**Work order**
Your answer should consist of the lines in the listing that hold "Option".

==================================================

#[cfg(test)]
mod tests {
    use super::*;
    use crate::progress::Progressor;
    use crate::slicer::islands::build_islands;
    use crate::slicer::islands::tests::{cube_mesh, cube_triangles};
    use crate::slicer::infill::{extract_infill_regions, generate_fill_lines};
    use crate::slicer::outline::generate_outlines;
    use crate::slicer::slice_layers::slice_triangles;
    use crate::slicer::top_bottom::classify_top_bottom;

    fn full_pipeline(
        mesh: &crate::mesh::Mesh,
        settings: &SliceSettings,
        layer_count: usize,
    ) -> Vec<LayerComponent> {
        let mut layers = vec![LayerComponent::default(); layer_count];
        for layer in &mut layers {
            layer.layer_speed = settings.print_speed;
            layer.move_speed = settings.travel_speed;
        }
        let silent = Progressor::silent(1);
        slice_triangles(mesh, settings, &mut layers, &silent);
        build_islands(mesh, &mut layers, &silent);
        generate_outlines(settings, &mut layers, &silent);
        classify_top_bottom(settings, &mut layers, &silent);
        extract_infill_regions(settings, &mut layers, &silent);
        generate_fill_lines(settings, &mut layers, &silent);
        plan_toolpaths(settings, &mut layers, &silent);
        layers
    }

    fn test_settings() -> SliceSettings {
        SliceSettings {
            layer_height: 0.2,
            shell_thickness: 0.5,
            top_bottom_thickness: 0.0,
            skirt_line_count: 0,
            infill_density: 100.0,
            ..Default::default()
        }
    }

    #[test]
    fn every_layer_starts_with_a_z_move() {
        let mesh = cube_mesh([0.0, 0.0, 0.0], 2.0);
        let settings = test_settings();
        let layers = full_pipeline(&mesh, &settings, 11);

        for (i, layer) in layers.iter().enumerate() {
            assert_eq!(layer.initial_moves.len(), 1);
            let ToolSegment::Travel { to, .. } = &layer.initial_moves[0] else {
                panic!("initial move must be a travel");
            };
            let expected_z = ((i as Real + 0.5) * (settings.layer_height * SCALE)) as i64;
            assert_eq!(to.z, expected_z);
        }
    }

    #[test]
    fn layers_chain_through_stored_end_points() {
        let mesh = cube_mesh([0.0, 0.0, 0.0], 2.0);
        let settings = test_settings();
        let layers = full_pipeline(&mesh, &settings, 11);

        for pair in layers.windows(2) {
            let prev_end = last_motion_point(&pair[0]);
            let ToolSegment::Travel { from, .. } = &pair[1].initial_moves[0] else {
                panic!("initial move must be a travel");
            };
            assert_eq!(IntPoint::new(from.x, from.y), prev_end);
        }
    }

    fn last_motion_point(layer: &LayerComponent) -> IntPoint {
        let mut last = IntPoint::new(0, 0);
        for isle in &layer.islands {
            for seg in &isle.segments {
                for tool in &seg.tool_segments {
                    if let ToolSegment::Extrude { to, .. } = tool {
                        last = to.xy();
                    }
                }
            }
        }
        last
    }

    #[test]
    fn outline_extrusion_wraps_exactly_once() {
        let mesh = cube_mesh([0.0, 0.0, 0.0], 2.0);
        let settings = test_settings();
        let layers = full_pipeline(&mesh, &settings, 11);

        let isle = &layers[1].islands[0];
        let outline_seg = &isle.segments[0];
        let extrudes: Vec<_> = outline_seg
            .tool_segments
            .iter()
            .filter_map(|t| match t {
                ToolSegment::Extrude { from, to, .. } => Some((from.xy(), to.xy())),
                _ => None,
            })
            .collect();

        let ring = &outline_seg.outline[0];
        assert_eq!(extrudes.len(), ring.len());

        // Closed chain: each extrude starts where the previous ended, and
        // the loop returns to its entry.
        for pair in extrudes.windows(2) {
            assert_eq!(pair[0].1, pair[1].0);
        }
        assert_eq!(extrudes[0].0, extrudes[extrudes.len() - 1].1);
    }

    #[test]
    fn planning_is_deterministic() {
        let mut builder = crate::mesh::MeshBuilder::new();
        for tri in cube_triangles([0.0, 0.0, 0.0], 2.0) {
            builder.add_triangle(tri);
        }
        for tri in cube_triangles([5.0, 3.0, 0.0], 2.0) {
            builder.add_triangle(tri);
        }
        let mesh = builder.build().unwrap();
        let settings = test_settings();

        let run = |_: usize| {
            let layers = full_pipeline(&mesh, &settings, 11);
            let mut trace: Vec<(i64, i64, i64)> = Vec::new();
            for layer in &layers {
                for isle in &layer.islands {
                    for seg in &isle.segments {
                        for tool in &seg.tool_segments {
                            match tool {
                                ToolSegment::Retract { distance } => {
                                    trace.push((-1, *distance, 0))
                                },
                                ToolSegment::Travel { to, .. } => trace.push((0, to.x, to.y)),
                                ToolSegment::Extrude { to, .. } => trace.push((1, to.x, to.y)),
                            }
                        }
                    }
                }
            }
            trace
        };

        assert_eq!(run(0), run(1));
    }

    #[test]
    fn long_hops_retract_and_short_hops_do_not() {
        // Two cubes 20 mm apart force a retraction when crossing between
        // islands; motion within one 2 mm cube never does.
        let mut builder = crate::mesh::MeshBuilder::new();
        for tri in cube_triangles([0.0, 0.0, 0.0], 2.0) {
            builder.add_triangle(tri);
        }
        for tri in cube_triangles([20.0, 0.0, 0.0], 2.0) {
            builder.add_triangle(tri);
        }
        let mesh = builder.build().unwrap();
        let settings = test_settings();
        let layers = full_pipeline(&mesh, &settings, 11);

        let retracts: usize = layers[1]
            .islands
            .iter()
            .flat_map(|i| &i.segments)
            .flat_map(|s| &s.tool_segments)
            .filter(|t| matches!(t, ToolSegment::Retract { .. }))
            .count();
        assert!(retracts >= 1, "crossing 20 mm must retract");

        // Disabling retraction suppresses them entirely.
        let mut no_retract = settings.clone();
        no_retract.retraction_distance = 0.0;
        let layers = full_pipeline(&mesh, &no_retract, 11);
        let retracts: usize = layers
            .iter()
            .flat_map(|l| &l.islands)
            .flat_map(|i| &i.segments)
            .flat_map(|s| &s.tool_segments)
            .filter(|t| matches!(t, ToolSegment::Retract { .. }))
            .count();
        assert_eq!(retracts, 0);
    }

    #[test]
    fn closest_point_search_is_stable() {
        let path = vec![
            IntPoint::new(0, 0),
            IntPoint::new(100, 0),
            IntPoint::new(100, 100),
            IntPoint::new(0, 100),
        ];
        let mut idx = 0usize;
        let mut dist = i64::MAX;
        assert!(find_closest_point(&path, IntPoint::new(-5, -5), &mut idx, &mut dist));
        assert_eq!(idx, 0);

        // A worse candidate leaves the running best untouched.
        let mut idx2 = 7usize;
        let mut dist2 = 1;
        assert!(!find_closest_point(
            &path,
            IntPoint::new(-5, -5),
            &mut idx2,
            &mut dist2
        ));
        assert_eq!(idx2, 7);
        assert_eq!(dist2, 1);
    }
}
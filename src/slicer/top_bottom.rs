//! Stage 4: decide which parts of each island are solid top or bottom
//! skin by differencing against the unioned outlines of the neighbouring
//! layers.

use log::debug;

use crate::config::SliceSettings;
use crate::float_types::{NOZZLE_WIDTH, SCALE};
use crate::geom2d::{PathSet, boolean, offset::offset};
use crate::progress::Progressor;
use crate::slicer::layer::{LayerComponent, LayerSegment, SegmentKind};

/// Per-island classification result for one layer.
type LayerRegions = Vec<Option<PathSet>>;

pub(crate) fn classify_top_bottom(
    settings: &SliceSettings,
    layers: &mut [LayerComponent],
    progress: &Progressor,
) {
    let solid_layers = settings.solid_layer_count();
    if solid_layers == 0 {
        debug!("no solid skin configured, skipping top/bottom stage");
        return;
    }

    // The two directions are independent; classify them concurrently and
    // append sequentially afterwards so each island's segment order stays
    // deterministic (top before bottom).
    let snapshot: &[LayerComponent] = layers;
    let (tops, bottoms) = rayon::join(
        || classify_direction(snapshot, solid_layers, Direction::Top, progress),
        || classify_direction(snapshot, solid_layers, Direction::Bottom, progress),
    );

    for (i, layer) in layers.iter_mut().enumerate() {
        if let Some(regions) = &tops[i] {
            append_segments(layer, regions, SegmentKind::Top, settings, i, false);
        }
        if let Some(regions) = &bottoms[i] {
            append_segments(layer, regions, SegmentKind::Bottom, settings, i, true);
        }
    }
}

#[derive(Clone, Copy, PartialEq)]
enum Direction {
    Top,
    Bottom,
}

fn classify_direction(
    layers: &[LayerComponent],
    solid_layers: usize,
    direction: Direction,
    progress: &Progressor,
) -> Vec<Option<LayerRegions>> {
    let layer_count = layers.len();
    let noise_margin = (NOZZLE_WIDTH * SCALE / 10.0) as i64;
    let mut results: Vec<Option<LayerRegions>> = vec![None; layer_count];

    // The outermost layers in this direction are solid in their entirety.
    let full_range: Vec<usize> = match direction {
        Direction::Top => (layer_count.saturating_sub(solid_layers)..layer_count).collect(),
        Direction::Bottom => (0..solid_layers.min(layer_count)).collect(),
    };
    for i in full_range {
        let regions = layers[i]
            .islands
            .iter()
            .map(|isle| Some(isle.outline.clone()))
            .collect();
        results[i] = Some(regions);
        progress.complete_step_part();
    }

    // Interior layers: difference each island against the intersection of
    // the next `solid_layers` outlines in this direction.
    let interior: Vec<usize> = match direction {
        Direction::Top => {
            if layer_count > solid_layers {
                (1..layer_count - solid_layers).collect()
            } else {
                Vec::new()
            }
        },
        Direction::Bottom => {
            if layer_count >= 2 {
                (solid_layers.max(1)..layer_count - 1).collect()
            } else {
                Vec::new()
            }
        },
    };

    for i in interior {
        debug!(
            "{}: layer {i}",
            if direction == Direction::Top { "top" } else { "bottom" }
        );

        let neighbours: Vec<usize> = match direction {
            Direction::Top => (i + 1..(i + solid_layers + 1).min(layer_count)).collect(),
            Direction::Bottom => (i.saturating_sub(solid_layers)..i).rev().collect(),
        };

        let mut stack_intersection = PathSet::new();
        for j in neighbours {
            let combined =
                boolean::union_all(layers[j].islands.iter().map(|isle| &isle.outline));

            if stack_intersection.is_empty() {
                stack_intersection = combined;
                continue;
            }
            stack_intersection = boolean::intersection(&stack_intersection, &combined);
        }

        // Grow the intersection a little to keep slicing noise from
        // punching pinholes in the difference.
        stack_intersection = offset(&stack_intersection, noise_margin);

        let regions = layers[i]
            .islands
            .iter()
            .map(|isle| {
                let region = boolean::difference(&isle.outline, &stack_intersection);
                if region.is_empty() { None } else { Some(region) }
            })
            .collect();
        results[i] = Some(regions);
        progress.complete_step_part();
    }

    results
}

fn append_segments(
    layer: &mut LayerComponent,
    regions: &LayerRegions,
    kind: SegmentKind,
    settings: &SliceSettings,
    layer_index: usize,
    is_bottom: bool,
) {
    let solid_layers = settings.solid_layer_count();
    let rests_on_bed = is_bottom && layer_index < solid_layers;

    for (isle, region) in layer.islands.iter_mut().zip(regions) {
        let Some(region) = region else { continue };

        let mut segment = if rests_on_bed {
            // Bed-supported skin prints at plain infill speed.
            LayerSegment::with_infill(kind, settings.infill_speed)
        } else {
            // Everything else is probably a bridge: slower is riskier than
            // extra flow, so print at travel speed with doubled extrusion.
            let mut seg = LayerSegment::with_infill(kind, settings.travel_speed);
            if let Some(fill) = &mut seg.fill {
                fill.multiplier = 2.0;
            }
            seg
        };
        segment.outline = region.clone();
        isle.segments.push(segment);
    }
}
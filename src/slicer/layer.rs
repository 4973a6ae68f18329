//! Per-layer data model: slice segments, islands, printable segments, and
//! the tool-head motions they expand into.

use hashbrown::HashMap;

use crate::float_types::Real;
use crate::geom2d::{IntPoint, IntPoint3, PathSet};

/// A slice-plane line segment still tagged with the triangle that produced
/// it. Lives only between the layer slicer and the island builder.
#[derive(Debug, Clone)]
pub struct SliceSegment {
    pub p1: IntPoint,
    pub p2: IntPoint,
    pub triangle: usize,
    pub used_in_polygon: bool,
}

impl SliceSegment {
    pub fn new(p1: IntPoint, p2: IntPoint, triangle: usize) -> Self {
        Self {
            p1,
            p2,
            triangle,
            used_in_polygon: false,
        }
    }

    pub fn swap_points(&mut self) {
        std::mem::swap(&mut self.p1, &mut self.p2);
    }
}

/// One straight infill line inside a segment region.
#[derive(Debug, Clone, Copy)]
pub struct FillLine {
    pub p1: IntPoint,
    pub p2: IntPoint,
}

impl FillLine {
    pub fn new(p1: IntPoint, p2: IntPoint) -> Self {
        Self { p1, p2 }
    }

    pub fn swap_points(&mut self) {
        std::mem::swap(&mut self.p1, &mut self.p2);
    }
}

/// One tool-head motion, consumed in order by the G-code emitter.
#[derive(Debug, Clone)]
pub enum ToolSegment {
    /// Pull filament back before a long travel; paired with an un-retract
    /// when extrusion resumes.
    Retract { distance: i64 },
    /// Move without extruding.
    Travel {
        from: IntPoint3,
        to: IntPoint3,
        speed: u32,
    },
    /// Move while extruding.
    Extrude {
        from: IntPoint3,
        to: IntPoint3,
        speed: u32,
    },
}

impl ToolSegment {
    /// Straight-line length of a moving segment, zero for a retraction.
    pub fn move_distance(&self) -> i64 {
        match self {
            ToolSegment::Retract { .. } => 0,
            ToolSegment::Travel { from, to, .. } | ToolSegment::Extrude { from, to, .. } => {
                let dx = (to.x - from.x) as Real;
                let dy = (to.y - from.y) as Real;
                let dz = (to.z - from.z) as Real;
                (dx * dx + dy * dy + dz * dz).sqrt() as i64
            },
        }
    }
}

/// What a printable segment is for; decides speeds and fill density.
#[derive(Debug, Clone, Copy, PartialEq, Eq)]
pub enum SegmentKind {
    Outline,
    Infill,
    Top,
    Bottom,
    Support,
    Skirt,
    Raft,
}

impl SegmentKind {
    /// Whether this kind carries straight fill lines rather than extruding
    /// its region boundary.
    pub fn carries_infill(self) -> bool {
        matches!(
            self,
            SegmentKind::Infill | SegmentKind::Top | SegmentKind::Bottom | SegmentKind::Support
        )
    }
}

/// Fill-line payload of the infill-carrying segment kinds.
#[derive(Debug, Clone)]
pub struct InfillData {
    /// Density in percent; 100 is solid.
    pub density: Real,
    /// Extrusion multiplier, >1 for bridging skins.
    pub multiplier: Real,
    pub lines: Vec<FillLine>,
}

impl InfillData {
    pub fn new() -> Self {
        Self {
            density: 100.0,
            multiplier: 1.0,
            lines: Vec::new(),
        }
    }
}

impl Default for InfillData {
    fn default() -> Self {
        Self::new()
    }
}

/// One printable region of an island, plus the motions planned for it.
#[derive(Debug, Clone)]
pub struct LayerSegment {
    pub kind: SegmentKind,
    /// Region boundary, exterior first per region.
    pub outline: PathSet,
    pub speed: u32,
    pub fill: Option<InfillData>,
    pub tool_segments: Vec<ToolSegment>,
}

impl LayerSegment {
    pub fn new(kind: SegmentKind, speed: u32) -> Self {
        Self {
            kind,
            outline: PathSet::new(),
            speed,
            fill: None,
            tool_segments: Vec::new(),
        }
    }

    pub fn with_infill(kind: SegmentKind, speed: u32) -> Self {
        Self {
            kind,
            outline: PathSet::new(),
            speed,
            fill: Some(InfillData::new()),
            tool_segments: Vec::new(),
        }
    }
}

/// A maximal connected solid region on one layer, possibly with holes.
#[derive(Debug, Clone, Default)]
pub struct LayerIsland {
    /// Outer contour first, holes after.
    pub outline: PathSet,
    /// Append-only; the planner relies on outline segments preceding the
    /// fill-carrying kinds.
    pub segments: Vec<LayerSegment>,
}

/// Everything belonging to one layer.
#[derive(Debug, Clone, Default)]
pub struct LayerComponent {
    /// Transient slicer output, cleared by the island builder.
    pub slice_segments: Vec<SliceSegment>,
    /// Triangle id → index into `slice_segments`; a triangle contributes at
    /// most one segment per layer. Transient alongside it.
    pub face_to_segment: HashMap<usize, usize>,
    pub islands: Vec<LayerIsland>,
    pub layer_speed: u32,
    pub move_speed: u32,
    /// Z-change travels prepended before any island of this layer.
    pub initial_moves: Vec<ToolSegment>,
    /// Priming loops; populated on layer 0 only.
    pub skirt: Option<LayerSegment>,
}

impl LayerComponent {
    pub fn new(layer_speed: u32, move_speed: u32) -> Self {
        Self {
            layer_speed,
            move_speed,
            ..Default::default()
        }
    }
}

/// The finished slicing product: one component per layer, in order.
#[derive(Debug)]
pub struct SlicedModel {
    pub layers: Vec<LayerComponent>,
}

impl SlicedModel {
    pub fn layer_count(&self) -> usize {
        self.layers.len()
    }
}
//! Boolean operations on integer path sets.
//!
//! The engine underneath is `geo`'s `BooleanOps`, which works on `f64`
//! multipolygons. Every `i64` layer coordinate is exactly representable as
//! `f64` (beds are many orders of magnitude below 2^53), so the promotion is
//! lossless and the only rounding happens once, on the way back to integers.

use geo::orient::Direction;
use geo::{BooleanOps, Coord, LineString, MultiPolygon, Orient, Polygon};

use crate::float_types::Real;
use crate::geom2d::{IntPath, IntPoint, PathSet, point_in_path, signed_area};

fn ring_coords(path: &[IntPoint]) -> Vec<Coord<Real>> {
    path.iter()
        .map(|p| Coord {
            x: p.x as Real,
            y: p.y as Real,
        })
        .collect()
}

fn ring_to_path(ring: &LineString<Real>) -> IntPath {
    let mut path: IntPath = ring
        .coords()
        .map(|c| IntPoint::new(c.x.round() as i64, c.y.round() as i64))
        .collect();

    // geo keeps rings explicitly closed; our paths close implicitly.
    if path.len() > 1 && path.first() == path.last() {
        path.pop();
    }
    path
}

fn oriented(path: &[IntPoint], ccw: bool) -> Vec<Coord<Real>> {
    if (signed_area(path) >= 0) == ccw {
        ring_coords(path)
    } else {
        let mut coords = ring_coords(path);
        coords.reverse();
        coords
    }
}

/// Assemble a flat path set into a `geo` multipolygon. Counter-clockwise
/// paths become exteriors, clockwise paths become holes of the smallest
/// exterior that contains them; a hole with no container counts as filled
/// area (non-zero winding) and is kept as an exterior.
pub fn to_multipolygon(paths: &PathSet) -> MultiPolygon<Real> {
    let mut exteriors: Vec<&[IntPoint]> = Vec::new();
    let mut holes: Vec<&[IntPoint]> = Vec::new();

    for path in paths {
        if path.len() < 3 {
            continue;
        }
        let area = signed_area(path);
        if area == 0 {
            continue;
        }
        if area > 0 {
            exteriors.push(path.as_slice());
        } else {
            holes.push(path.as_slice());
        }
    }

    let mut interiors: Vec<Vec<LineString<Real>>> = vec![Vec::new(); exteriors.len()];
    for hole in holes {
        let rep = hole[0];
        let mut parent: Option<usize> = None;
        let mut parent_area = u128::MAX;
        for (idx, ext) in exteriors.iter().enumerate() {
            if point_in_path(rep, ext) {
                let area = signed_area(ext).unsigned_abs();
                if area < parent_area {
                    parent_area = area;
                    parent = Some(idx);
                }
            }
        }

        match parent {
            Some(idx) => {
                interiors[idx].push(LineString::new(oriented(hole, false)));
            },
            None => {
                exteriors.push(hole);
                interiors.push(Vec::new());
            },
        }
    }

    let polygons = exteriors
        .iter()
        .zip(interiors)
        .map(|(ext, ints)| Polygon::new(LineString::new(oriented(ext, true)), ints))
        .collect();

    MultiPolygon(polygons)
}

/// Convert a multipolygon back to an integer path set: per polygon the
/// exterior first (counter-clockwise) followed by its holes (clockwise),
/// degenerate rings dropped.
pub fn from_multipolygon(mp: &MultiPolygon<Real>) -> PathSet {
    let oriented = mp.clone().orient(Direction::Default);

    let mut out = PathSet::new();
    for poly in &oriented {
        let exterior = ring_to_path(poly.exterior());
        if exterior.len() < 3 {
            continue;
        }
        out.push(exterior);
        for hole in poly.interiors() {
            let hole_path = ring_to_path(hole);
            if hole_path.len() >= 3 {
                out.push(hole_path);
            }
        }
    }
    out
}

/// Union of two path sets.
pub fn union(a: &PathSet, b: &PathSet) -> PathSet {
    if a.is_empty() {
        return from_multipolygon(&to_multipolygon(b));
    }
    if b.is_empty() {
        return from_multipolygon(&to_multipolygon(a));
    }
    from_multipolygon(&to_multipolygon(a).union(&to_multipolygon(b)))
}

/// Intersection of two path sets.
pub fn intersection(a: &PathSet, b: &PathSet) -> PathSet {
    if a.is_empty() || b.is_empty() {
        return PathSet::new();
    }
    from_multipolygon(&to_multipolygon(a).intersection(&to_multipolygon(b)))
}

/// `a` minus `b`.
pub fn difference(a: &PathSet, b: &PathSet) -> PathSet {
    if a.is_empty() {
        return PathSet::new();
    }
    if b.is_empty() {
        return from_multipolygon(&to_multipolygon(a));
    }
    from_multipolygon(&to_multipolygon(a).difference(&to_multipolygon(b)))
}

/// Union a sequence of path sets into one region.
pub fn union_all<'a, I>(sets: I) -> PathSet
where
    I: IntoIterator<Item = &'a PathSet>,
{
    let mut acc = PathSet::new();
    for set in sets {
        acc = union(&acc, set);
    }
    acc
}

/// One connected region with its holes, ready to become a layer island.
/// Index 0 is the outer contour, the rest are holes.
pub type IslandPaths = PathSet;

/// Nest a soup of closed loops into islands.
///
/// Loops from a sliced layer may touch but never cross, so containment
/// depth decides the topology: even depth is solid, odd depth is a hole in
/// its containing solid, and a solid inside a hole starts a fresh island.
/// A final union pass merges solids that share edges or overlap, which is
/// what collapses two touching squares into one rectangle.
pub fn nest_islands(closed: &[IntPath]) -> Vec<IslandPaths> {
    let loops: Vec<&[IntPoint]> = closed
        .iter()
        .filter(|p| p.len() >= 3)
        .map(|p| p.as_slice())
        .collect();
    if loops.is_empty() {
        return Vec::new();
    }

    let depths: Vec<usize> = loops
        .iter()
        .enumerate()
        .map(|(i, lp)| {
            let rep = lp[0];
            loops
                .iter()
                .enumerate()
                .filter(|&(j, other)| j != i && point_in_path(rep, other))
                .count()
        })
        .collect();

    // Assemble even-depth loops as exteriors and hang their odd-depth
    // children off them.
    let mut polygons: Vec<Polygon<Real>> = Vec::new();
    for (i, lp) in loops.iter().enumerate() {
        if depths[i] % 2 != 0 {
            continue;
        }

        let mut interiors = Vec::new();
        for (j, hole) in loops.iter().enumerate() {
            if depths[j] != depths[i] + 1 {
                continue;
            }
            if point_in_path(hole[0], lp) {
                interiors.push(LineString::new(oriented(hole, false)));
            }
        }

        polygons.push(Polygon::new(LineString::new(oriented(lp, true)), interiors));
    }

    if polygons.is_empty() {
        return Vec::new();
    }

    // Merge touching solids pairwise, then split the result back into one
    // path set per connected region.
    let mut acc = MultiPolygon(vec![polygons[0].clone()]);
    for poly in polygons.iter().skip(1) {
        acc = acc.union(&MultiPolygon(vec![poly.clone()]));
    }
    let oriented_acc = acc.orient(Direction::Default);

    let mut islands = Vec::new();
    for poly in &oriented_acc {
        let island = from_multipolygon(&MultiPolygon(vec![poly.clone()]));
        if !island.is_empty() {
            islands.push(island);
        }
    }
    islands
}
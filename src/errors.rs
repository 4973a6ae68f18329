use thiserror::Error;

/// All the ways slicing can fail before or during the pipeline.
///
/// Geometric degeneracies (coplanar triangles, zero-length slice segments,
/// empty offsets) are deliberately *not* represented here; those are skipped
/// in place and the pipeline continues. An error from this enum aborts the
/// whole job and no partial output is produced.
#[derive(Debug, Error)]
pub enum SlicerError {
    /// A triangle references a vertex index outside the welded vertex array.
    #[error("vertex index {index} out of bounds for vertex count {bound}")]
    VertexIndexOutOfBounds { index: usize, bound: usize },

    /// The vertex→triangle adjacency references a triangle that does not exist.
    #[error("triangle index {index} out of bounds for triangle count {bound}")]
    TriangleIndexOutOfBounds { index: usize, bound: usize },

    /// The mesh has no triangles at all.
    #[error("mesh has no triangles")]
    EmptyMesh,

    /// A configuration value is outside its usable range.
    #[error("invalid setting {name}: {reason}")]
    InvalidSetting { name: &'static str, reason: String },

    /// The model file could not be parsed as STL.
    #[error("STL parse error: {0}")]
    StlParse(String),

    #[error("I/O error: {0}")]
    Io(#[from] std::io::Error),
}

==================================================

**Result of this task**
type LayerRegions = Vec<Option<PathSet>>;
) -> Vec<Option<LayerRegions>> {
    let mut results: Vec<Option<LayerRegions>> = vec![None; layer_count];
    pub fill: Option<InfillData>,
    pub skirt: Option<LayerSegment>,
        let mut parent: Option<usize> = None;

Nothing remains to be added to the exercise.